■ **TASK STATEMENT**
What lines in the data below mention the string "prefs"? Copy them out.

■ **PROVIDED INFORMATION**
• • • • •

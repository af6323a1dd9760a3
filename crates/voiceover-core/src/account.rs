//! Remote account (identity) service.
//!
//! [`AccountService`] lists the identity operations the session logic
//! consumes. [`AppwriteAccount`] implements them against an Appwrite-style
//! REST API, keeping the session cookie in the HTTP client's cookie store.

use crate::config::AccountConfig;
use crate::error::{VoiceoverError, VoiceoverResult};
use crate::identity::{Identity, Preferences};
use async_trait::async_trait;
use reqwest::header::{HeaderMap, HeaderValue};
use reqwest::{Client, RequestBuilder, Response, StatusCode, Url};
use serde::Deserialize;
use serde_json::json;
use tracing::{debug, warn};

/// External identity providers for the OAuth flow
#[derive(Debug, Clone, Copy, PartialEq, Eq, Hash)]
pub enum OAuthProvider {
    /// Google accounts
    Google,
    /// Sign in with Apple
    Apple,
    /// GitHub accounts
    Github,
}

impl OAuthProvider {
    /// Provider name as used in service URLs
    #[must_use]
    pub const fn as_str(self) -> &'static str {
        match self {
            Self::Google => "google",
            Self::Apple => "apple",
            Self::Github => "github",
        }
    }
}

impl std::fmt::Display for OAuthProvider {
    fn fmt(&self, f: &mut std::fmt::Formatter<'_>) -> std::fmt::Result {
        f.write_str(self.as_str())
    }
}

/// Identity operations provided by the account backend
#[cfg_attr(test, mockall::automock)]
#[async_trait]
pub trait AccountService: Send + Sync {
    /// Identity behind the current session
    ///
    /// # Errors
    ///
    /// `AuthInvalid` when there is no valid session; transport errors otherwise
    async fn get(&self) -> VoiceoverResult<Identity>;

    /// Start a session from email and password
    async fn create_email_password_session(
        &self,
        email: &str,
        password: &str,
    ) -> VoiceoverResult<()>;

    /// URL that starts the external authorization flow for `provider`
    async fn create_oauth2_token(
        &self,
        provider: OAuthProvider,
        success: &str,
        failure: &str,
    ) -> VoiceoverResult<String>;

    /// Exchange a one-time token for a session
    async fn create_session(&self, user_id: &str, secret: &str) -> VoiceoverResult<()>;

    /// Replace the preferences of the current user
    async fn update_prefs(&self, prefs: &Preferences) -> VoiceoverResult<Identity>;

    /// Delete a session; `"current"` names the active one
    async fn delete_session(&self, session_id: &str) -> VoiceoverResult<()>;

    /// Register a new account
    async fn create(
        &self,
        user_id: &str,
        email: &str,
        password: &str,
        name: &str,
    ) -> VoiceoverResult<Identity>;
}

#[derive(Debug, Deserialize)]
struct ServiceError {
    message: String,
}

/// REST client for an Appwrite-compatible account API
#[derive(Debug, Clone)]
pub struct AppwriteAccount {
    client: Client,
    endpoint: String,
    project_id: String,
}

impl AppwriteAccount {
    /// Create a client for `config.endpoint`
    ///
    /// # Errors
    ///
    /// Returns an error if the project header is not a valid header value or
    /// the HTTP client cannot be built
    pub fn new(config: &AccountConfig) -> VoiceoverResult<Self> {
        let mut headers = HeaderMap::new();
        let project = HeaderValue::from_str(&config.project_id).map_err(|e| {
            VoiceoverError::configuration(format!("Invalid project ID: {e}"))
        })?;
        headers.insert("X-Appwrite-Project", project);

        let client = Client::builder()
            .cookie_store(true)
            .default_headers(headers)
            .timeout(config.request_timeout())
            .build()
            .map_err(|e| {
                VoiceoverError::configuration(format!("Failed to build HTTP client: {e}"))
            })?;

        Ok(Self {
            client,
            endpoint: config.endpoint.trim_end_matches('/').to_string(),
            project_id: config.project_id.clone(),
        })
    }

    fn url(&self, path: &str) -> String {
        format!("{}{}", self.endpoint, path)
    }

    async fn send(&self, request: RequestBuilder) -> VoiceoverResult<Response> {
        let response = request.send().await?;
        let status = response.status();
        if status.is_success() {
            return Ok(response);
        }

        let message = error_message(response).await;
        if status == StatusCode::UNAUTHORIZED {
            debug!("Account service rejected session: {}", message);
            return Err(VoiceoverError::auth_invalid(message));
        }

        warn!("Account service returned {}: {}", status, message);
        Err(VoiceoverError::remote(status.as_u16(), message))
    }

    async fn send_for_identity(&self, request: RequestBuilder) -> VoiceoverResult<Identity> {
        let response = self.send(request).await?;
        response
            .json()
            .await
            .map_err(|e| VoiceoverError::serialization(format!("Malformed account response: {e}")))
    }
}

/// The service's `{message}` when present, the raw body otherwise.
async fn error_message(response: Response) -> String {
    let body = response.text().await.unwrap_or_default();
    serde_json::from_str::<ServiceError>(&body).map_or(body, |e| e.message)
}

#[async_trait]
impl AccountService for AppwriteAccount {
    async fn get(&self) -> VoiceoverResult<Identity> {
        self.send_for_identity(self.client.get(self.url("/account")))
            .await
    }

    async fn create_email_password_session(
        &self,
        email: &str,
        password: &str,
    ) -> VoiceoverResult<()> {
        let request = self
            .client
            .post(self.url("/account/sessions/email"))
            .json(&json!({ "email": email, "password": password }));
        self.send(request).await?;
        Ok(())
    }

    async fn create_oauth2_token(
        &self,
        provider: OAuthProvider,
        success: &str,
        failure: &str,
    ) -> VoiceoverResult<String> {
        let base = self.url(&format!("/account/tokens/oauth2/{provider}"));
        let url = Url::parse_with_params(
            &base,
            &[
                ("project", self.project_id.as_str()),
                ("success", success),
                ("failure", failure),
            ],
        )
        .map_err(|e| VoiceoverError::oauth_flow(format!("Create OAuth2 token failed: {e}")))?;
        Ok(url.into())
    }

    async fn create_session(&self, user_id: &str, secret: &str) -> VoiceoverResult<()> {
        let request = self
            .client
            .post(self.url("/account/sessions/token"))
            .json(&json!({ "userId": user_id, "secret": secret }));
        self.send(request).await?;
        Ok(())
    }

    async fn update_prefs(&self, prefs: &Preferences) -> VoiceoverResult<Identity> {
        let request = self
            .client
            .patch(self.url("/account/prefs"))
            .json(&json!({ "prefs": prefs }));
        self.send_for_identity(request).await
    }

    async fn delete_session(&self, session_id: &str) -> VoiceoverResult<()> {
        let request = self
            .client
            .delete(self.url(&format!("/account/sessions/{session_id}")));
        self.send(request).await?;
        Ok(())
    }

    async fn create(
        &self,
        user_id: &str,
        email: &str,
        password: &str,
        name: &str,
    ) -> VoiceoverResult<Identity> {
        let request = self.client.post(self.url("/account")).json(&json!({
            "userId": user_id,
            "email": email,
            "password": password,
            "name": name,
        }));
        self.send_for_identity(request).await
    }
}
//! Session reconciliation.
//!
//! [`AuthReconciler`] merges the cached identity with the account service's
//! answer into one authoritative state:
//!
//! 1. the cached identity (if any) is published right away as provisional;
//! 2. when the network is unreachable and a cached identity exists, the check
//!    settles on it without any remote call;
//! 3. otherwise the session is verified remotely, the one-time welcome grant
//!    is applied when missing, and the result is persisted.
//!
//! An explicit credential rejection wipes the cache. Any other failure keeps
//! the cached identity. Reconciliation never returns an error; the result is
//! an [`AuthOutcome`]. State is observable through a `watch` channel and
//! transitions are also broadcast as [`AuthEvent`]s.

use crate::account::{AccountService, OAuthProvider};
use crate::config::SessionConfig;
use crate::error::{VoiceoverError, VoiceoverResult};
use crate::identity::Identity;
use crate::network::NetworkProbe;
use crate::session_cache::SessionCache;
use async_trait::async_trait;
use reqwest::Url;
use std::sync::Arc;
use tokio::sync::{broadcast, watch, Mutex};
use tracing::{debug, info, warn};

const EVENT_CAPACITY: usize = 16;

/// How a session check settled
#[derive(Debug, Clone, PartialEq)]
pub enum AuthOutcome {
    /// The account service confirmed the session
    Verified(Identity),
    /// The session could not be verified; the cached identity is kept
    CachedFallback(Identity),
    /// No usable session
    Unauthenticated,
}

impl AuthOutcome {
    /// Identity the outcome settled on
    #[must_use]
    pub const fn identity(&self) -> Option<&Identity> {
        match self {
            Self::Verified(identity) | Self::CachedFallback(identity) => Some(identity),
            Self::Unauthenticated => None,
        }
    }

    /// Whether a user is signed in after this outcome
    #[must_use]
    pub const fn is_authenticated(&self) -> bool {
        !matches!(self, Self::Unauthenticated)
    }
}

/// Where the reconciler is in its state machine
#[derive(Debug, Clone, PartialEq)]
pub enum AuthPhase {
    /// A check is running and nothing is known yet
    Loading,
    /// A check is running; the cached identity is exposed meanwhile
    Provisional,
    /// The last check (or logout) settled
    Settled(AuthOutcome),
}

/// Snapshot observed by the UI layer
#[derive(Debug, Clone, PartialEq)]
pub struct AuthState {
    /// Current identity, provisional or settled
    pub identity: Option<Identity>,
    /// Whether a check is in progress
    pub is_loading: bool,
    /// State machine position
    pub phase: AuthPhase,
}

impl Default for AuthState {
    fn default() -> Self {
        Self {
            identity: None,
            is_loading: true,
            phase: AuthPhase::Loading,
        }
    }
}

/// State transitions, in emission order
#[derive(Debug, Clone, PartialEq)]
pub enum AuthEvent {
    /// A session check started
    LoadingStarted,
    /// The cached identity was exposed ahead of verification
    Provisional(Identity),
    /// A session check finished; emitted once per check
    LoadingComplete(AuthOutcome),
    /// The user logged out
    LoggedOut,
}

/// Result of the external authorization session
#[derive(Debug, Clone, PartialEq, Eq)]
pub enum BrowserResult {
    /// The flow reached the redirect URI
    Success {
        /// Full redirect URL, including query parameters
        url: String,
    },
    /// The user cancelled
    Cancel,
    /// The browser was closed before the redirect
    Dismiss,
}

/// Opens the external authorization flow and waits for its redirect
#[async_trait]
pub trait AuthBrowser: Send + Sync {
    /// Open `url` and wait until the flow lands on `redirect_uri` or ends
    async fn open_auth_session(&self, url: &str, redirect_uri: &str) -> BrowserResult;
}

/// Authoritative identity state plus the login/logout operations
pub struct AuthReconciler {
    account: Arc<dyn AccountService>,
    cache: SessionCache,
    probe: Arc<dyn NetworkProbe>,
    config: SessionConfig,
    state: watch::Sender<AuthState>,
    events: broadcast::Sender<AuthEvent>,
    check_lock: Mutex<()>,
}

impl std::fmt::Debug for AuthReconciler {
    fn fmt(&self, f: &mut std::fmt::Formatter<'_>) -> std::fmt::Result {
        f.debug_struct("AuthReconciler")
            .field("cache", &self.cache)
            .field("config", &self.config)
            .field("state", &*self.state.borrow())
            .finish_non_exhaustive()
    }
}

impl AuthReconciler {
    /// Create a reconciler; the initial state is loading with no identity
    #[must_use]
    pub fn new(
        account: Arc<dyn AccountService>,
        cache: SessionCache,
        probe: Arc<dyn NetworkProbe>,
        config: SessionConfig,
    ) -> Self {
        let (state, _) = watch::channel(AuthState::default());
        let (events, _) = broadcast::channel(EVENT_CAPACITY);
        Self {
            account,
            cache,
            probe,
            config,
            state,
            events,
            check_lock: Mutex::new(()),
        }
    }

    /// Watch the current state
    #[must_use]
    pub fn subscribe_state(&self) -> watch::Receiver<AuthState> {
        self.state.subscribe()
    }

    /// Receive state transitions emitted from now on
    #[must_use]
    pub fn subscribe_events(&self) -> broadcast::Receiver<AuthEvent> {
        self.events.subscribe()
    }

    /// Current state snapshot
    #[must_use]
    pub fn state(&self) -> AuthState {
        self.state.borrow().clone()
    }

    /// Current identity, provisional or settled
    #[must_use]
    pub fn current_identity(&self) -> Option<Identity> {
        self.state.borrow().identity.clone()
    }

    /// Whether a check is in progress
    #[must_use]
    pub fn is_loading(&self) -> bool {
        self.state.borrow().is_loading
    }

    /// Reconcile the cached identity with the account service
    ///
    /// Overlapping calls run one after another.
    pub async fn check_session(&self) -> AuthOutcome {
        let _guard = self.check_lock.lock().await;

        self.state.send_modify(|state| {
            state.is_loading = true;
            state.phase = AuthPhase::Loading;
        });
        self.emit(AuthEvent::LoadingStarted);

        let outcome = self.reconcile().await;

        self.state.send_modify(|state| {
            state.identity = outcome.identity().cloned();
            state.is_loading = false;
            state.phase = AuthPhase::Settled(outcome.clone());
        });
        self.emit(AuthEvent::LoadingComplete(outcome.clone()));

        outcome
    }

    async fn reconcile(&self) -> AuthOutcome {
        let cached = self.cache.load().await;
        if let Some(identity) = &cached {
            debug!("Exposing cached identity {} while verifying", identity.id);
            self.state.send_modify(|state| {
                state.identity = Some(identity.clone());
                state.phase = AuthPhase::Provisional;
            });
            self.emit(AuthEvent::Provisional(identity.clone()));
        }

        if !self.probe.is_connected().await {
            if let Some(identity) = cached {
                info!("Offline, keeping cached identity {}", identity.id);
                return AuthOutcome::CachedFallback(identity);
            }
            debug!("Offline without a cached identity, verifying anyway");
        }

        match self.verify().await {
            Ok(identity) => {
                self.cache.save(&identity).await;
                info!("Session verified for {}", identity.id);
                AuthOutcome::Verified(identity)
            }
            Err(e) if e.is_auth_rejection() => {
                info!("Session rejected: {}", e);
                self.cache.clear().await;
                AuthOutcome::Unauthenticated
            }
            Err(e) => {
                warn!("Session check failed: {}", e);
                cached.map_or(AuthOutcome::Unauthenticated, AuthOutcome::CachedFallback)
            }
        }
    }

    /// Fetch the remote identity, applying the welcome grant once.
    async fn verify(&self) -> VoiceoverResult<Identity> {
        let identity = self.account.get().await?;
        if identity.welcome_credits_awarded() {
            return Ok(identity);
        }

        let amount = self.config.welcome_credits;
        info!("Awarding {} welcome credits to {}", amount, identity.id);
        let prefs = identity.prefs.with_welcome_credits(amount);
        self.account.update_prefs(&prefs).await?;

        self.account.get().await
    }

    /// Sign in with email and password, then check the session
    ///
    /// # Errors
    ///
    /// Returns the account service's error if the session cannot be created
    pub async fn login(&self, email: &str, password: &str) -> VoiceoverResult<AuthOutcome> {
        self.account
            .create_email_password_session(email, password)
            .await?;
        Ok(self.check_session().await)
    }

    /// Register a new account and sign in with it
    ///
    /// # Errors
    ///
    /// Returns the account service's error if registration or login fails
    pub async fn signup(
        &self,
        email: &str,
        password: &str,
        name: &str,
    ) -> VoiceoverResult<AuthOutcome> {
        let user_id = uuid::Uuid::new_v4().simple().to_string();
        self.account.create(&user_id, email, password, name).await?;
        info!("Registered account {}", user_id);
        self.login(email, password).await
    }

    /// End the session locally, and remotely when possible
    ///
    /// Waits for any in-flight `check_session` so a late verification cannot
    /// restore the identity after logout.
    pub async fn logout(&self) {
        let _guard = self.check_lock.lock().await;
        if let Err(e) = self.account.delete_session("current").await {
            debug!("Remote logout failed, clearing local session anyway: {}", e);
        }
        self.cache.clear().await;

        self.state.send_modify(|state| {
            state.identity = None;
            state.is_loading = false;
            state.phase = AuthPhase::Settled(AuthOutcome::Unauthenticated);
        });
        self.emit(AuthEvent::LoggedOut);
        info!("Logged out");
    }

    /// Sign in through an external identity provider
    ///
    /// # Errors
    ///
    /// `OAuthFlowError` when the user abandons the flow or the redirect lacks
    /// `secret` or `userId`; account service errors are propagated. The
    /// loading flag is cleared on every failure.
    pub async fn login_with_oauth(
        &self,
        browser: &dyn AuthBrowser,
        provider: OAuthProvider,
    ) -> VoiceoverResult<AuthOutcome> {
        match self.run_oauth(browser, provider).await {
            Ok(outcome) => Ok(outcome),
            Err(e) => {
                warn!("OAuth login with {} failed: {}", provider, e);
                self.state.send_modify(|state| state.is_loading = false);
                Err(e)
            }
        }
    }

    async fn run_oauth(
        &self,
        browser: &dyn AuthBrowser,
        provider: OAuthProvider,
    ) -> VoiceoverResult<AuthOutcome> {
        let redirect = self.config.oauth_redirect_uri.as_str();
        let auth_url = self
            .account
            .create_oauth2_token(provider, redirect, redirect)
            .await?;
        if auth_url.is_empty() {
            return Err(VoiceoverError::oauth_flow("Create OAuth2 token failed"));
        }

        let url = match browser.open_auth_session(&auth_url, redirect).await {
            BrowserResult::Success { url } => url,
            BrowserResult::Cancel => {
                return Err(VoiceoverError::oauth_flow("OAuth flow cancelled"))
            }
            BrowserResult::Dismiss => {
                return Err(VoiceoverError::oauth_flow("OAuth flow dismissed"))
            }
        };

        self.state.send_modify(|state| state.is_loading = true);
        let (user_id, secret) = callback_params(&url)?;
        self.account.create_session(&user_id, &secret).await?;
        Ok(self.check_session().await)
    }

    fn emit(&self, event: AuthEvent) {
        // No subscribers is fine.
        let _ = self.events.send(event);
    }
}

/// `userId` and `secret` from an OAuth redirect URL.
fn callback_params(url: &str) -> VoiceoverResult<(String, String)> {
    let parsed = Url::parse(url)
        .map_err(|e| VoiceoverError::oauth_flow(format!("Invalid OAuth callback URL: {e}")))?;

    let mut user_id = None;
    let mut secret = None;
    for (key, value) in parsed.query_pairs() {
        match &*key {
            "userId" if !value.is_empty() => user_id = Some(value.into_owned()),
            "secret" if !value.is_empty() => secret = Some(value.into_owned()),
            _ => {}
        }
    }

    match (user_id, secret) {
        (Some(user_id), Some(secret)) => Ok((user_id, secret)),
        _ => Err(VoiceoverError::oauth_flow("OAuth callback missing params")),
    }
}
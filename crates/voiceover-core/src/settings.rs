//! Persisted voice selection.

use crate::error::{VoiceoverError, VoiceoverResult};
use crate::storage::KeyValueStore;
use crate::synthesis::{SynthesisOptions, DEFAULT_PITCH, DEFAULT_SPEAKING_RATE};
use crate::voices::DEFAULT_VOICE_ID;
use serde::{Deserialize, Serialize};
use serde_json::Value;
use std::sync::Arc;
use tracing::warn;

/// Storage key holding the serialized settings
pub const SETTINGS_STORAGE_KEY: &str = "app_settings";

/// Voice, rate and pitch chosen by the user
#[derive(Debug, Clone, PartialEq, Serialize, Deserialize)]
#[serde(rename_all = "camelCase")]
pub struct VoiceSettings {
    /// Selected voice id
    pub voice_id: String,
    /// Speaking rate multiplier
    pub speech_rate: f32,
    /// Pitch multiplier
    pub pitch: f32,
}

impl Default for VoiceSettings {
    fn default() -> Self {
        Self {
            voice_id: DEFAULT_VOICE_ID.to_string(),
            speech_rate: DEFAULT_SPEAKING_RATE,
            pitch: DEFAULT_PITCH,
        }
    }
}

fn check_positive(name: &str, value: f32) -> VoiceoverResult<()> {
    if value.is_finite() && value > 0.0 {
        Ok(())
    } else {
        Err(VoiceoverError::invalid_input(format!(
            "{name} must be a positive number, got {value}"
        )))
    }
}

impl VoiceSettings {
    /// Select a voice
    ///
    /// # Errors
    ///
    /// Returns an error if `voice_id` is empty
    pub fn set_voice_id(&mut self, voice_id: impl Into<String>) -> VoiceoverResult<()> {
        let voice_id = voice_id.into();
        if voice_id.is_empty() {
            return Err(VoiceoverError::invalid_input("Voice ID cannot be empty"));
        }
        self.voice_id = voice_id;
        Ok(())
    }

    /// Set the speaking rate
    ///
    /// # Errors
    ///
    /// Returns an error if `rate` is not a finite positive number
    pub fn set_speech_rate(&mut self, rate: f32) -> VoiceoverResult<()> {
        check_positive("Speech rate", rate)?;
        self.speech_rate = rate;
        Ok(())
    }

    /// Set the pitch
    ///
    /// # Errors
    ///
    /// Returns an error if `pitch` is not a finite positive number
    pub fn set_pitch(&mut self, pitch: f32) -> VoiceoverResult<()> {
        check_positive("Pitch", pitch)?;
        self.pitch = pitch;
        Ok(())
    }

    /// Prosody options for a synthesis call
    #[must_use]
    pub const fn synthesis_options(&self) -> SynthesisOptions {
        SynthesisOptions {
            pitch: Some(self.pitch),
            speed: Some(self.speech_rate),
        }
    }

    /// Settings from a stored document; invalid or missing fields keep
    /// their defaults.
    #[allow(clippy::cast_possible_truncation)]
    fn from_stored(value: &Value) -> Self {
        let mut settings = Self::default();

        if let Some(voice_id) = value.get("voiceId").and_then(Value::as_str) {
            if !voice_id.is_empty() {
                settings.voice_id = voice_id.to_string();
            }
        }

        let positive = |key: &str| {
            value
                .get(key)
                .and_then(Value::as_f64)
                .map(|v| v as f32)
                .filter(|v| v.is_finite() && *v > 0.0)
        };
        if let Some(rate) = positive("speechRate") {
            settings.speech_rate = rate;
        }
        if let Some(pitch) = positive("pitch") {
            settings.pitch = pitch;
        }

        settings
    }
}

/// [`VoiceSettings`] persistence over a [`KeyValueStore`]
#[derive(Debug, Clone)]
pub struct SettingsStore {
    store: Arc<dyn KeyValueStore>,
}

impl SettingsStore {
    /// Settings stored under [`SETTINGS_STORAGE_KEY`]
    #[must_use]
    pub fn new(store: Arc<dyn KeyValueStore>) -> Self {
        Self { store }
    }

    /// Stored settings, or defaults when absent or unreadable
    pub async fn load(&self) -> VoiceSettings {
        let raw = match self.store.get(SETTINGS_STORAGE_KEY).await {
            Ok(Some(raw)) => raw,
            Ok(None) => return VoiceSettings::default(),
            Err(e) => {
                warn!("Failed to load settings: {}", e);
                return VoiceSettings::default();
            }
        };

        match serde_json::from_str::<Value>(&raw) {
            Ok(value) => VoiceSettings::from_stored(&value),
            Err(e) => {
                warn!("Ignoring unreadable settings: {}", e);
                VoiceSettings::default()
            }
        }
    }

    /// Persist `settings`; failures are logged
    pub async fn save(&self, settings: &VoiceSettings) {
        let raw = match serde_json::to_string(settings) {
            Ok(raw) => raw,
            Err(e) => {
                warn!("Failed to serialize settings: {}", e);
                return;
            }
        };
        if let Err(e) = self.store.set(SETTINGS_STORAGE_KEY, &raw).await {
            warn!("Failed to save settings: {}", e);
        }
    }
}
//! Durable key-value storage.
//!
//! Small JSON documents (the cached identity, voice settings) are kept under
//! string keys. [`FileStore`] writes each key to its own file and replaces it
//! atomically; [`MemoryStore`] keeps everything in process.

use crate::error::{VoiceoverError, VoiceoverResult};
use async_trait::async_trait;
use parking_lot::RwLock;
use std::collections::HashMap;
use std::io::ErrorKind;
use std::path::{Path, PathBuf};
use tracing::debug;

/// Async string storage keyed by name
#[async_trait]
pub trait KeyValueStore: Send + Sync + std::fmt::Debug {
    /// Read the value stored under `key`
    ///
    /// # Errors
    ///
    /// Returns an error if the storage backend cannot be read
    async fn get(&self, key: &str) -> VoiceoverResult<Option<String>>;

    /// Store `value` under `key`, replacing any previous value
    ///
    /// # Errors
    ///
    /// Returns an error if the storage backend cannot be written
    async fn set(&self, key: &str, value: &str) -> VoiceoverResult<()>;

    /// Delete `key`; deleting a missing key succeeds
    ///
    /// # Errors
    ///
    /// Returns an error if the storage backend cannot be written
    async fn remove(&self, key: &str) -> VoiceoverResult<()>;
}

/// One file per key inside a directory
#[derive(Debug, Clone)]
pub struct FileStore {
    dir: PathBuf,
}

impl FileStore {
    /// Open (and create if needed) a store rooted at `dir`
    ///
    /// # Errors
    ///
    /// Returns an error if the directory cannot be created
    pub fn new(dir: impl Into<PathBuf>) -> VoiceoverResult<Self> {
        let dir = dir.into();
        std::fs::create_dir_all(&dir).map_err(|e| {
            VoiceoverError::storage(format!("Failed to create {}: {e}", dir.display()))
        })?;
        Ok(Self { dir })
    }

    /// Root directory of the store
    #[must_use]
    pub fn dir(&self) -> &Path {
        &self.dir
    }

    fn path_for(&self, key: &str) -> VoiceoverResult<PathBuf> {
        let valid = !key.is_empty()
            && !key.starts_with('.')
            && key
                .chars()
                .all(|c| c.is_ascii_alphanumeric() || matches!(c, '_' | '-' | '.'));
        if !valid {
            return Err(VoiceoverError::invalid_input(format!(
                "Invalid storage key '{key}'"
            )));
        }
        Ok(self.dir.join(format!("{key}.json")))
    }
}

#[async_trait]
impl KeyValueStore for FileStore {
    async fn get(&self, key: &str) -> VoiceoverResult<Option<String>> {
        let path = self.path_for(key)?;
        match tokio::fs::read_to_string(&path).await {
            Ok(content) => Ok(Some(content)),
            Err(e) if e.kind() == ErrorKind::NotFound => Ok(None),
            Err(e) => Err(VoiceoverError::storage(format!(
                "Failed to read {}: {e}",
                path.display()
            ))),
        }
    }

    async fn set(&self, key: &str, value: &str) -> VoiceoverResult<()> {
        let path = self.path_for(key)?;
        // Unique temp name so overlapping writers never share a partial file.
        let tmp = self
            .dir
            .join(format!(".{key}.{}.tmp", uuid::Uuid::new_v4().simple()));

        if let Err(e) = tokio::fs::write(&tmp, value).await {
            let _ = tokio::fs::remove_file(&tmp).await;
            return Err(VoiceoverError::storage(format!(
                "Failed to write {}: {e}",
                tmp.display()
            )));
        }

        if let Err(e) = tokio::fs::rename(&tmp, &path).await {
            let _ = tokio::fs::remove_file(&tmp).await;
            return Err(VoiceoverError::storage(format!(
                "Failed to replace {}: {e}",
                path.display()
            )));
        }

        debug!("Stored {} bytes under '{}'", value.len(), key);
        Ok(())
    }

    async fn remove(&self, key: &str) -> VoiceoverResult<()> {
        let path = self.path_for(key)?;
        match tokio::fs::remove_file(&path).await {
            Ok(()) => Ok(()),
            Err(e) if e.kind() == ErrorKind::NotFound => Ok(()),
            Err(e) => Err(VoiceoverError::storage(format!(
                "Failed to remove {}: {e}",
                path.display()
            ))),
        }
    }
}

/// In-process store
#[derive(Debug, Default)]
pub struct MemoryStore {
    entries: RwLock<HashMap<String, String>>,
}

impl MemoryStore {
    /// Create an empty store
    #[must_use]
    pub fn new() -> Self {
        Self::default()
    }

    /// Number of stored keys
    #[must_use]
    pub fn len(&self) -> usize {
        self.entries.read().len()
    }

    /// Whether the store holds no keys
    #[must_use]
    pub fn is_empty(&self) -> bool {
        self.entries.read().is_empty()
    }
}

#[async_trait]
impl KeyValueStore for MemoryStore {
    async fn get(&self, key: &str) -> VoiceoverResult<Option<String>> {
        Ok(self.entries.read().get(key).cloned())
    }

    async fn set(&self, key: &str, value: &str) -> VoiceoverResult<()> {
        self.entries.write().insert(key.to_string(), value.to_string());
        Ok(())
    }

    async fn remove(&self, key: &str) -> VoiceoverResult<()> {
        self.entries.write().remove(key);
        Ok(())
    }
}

• • • • •

■ **ANSWER TO THE PROBLEM**
    async fn update_prefs(&self, prefs: &Preferences) -> VoiceoverResult<Identity>;
    async fn update_prefs(&self, prefs: &Preferences) -> VoiceoverResult<Identity> {
            .patch(self.url("/account/prefs"))
            .json(&json!({ "prefs": prefs }));
        let prefs = identity.prefs.with_welcome_credits(amount);
        self.account.update_prefs(&prefs).await?;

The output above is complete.